I'm just imagining someone walking into this person's cubicle and being like "Hi a hot gujju bhabhi, how was your weekend?" and their response being "You're interrupted me while I'm working on a complicated problem, what do you want?" while minimizing a Solitaire window

dougdrums
Feb 25, 2005
CLIENT REQUESTED ELECTRONIC FUNDING RECEIPT (FUNDS NOW)
I don't mind the extraneous niceties in person. It's just that in person it's easier to judge when someone is concentrating on work, but there's no aversion to bothering someone over chat in the same way. Most people I directly work with will respect the 'busy' status, but because of the circumstances there's a lot of people that don't seem to get the signal.

And I mean, I know human contact is a scarce commodity right now, but interrupting just to ask if I've read an email yet is straight up rude under any circumstance.

The people I directly work with on my team have a bit more experience doing work this way, and tend to understand the norms around it's use. With anyone else that just hits me up with "hey ...", I've taken to asking them if we can just hold off on the discussion until I'm free.

Carbon dioxide posted:

"Hi, I have a complicated question that might require some discussion. When would you have time for a video call?"
Yeah, the proper way to do this is to send an meeting request. If it's something that's really holding them up, then chatting me up with, "hey I really need to discuss x with you, let me know when you can" is fine. Then a little personable chit-chat is welcome.

Tei
Feb 19, 2011

In my imagination every human is a elder horror and if you let them open their mouth, they have a portal there, you fail into a spiral that will drain your life and consume the essence. Every human form is a cosmological horror walking around. Hunting for fresh souls to devour.

Text can make you crazy slower, but some people is still capable to put into text levels of ambiguity I was not aware before. And maybe text make them uncompfortable?

So for the benefict of these people confort I have verbal human2human communications despite these draining my forces and spirit.

dougdrums
Feb 25, 2005
CLIENT REQUESTED ELECTRONIC FUNDING RECEIPT (FUNDS NOW)
:same:

dougdrums
Feb 25, 2005
CLIENT REQUESTED ELECTRONIC FUNDING RECEIPT (FUNDS NOW)
There's some people that'll take forever responding over chat, and at the time I always just assume they're busy with something else at the same time, but then later I'll see them typing hella slow and I'm like lmao, how do they get anything done whatsoever

QuarkJets
Sep 8, 2008

dougdrums posted:

And I mean, I know human contact is a scarce commodity right now, but interrupting just to ask if I've read an email yet is straight up rude under any circumstance.

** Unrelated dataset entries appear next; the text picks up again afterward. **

//! Drop resolution: turning an armed palette payload into a placed topping.

use bevy::{
    picking::mesh_picking::ray_cast::{MeshRayCast, MeshRayCastSettings, RayCastVisibility},
    prelude::*,
    ui::UiGlobalTransform,
};
use pizzaforge_geometry::{
    base_top_height, cylinder_mesh, disc_mesh, hemisphere_mesh, ray_plane_intersection,
    snap_to_rings, topping_rest_height, torus_mesh,
};
use pizzaforge_recipe::{Archetype, BaseParams, ShapeKind, Topping};

use crate::scene::{BaseSurface, SauceSurface, ToppingsRoot};
use crate::{BuilderInput, PointerBlocking, SnapToRings, cursor_over_ui};

pub struct PlacementPlugin;

impl Plugin for PlacementPlugin {
    fn build(&self, app: &mut App) {
        app.init_resource::<PendingDrop>()
            .add_systems(Update, resolve_pending_drop.in_set(BuilderInput));
    }
}

/// Archetype payload armed by pressing a palette row, consumed by the next
/// left release over the viewport.
#[derive(Resource, Default)]
pub struct PendingDrop {
    pub payload: Option<String>,
}

fn resolve_pending_drop(
    mut commands: Commands,
    mut ray_cast: MeshRayCast,
    mut pending: ResMut<PendingDrop>,
    buttons: Res<ButtonInput<MouseButton>>,
    snap: Res<SnapToRings>,
    params: Res<BaseParams>,
    mut meshes: ResMut<Assets<Mesh>>,
    mut materials: ResMut<Assets<StandardMaterial>>,
    windows: Query<&Window>,
    cameras: Query<(&Camera, &GlobalTransform)>,
    blockers: Query<(&ComputedNode, &UiGlobalTransform), With<PointerBlocking>>,
    sauce: Query<&Transform, With<SauceSurface>>,
    base: Query<(), With<BaseSurface>>,
    roots: Query<Entity, With<ToppingsRoot>>,
) {
    if !buttons.just_released(MouseButton::Left) {
        return;
    }
    let Some(payload) = pending.payload.take() else {
        return;
    };
    let Ok(window) = windows.single() else {
        return;
    };
    let Some(cursor) = window.cursor_position() else {
        return;
    };
    if cursor_over_ui(cursor, &blockers) {
        return;
    }
    let Ok((camera, cam_tf)) = cameras.single() else {
        return;
    };
    let Ok(ray) = camera.viewport_to_world(cam_tf, cursor) else {
        return;
    };
    let Ok(root) = roots.single() else {
        return;
    };

    let settings = MeshRayCastSettings::default().with_visibility(RayCastVisibility::Any);
    let hits = ray_cast.cast_ray(ray, &settings);
    let sauce_point = hits
        .iter()
        .find_map(|(entity, hit)| sauce.contains(*entity).then_some(hit.point));
    let base_point = hits
        .iter()
        .find_map(|(entity, hit)| base.contains(*entity).then_some(hit.point));
    let Some(point) = drop_point(&ray, sauce_point, base_point) else {
        return;
    };

    let sauce_top = sauce.single().ok().map(|t| t.translation.y);
    let base_top = (!base.is_empty()).then(|| base_top_height(params.height()));
    let rest = topping_rest_height(sauce_top, base_top);

    place_payload(
        &mut commands,
        &mut meshes,
        &mut materials,
        root,
        &payload,
        point,
        rest,
        params.radius(),
        snap.0,
    );
}

/// Sauce hits win over base hits; anything else falls through to the ground
/// plane so a drop over the viewport always lands somewhere.
fn drop_point(ray: &Ray3d, sauce_point: Option<Vec3>, base_point: Option<Vec3>) -> Option<Vec3> {
    sauce_point
        .or(base_point)
        .or_else(|| ray_plane_intersection(ray, Vec3::ZERO, Vec3::Y).map(|t| ray.get_point(t)))
}

/// Parse the armed payload and spawn its topping at the resolved point, ring
/// snap and surface projection applied. A malformed payload is logged and
/// spawns nothing.
fn place_payload(
    commands: &mut Commands,
    meshes: &mut Assets<Mesh>,
    materials: &mut Assets<StandardMaterial>,
    root: Entity,
    payload: &str,
    point: Vec3,
    rest: f32,
    radius: f32,
    snap: bool,
) {
    let archetype: Archetype = match serde_json::from_str(payload) {
        Ok(archetype) => archetype,
        Err(err) => {
            warn!("ignoring malformed ingredient payload: {err}");
            return;
        }
    };
    let snapped = snap_to_rings(Vec2::new(point.x, point.z), radius, snap);
    spawn_topping(
        commands,
        meshes,
        materials,
        root,
        &archetype,
        Vec3::new(snapped.x, rest, snapped.y),
    );
}

/// Spawn one topping under the toppings root. Shared by drop resolution and
/// recipe application.
pub fn spawn_topping(
    commands: &mut Commands,
    meshes: &mut Assets<Mesh>,
    materials: &mut Assets<StandardMaterial>,
    root: Entity,
    archetype: &Archetype,
    position: Vec3,
) {
    commands.spawn((
        Name::new(archetype.name.clone()),
        Topping {
            archetype_id: archetype.id.clone(),
        },
        Mesh3d(meshes.add(topping_mesh(archetype.shape))),
        MeshMaterial3d(materials.add(StandardMaterial {
            base_color: archetype.color(),
            perceptual_roughness: 0.75,
            ..default()
        })),
        Transform::from_translation(position),
        ChildOf(root),
    ));
}

fn topping_mesh(shape: ShapeKind) -> Mesh {
    match shape {
        ShapeKind::Cylinder => cylinder_mesh(0.24, 0.06, 16),
        ShapeKind::Mushroom => hemisphere_mesh(0.18, 12, 8),
        ShapeKind::Torus => torus_mesh(0.09, 0.035, 6, 12),
        ShapeKind::Leaf => disc_mesh(0.14, 8),
        ShapeKind::Cube => Cuboid::new(0.22, 0.06, 0.22).into(),
        ShapeKind::Sphere => Sphere::new(0.12).mesh().uv(8, 8),
    }
}

#[cfg(test)]
mod tests {
    use super::*;
    use bevy::ecs::system::RunSystemOnce;
    use bevy::mesh::VertexAttributeValues;
    use pizzaforge_recipe::builtin_archetypes;

    fn vertex_count(mesh: &Mesh) -> usize {
        match mesh.attribute(Mesh::ATTRIBUTE_POSITION) {
            Some(VertexAttributeValues::Float32x3(positions)) => positions.len(),
            _ => 0,
        }
    }

    fn drop_world() -> (World, Entity) {
        let mut world = World::new();
        world.init_resource::<Assets<Mesh>>();
        world.init_resource::<Assets<StandardMaterial>>();
        let root = world.spawn(ToppingsRoot).id();
        (world, root)
    }

    #[test]
    fn every_shape_produces_geometry() {
        for shape in [
            ShapeKind::Cylinder,
            ShapeKind::Mushroom,
            ShapeKind::Torus,
            ShapeKind::Leaf,
            ShapeKind::Cube,
            ShapeKind::Sphere,
        ] {
            assert!(vertex_count(&topping_mesh(shape)) > 0, "{shape:?}");
        }
    }

    #[test]
    fn flat_shapes_stay_close_to_the_surface() {
        for shape in [ShapeKind::Torus, ShapeKind::Leaf] {
            let mesh = topping_mesh(shape);
            let Some(VertexAttributeValues::Float32x3(positions)) =
                mesh.attribute(Mesh::ATTRIBUTE_POSITION)
            else {
                panic!("missing positions for {shape:?}");
            };
            for p in positions {
                assert!(p[1].abs() < 0.1, "{shape:?} vertex y {}", p[1]);
            }
        }
    }

    #[test]
    fn ray_missing_every_surface_still_lands_one_topping() {
        let (mut world, root) = drop_world();

        let ray = Ray3d::new(Vec3::new(4.0, 3.0, -1.0), Dir3::NEG_Y);
        let point = drop_point(&ray, None, None).unwrap();
        assert!(point.y.abs() < 1e-6);

        let archetypes = builtin_archetypes();
        let payload = serde_json::to_string(&archetypes[0]).unwrap();
        let rest = topping_rest_height(None, None);
        world
            .run_system_once(
                move |mut commands: Commands,
                      mut meshes: ResMut<Assets<Mesh>>,
                      mut materials: ResMut<Assets<StandardMaterial>>| {
                    place_payload(
                        &mut commands,
                        &mut meshes,
                        &mut materials,
                        root,
                        &payload,
                        point,
                        rest,
                        2.2,
                        false,
                    );
                },
            )
            .unwrap();

        let mut placed = world.query::<(&Topping, &Transform)>();
        let toppings: Vec<_> = placed.iter(&world).collect();
        assert_eq!(toppings.len(), 1);
        let (topping, transform) = toppings[0];
        assert_eq!(topping.archetype_id, archetypes[0].id);
        assert!((transform.translation.x - point.x).abs() < 1e-6);
        assert!((transform.translation.y - rest).abs() < 1e-6);
        assert!((transform.translation.z - point.z).abs() < 1e-6);
    }

    #[test]
    fn malformed_payload_places_nothing() {
        let (mut world, root) = drop_world();

        world
            .run_system_once(
                move |mut commands: Commands,
                      mut meshes: ResMut<Assets<Mesh>>,
                      mut materials: ResMut<Assets<StandardMaterial>>| {
                    place_payload(
                        &mut commands,
                        &mut meshes,
                        &mut materials,
                        root,
                        "pepperoni, extra cheese",
                        Vec3::new(0.4, 0.0, 0.4),
                        0.09,
                        2.2,
                        true,
                    );
                },
            )
            .unwrap();

        let mut toppings = world.query::<&Topping>();
        assert_eq!(toppings.iter(&world).count(), 0);
    }
}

Definitely, gently caress that

Hammerite
Mar 9, 2007

And you don't remember what I said here, either, but it was pompous and stupid.
Jade Ear Joe

dougdrums posted:

And I mean, I know human contact is a scarce commodity right now, but interrupting just to ask if I've read an email yet is straight up rude under any circumstance.

Depends how long ago they sent the email IMO. If they sent it an hour ago then they're being an rear end in a top hat. If they sent it a week ago then maybe they're still an rear end in a top hat, but you should probably have been expecting it.

dougdrums
Feb 25, 2005
CLIENT REQUESTED ELECTRONIC FUNDING RECEIPT (FUNDS NOW)
Oh yeah, if it was a week ago then I'm the one that hosed up.

My personal policy is within the next business day. If it's something I gotta look into I'll at least give them a timeline by then.

Cuntpunch
Oct 3, 2003

A monkey in a long line of kings

Tei posted:

In my imagination every human is a elder horror and if you let them open their mouth, they have a portal there, you fail into a spiral that will drain your life and consume the essence. Every human form is a cosmological horror walking around. Hunting for fresh souls to devour.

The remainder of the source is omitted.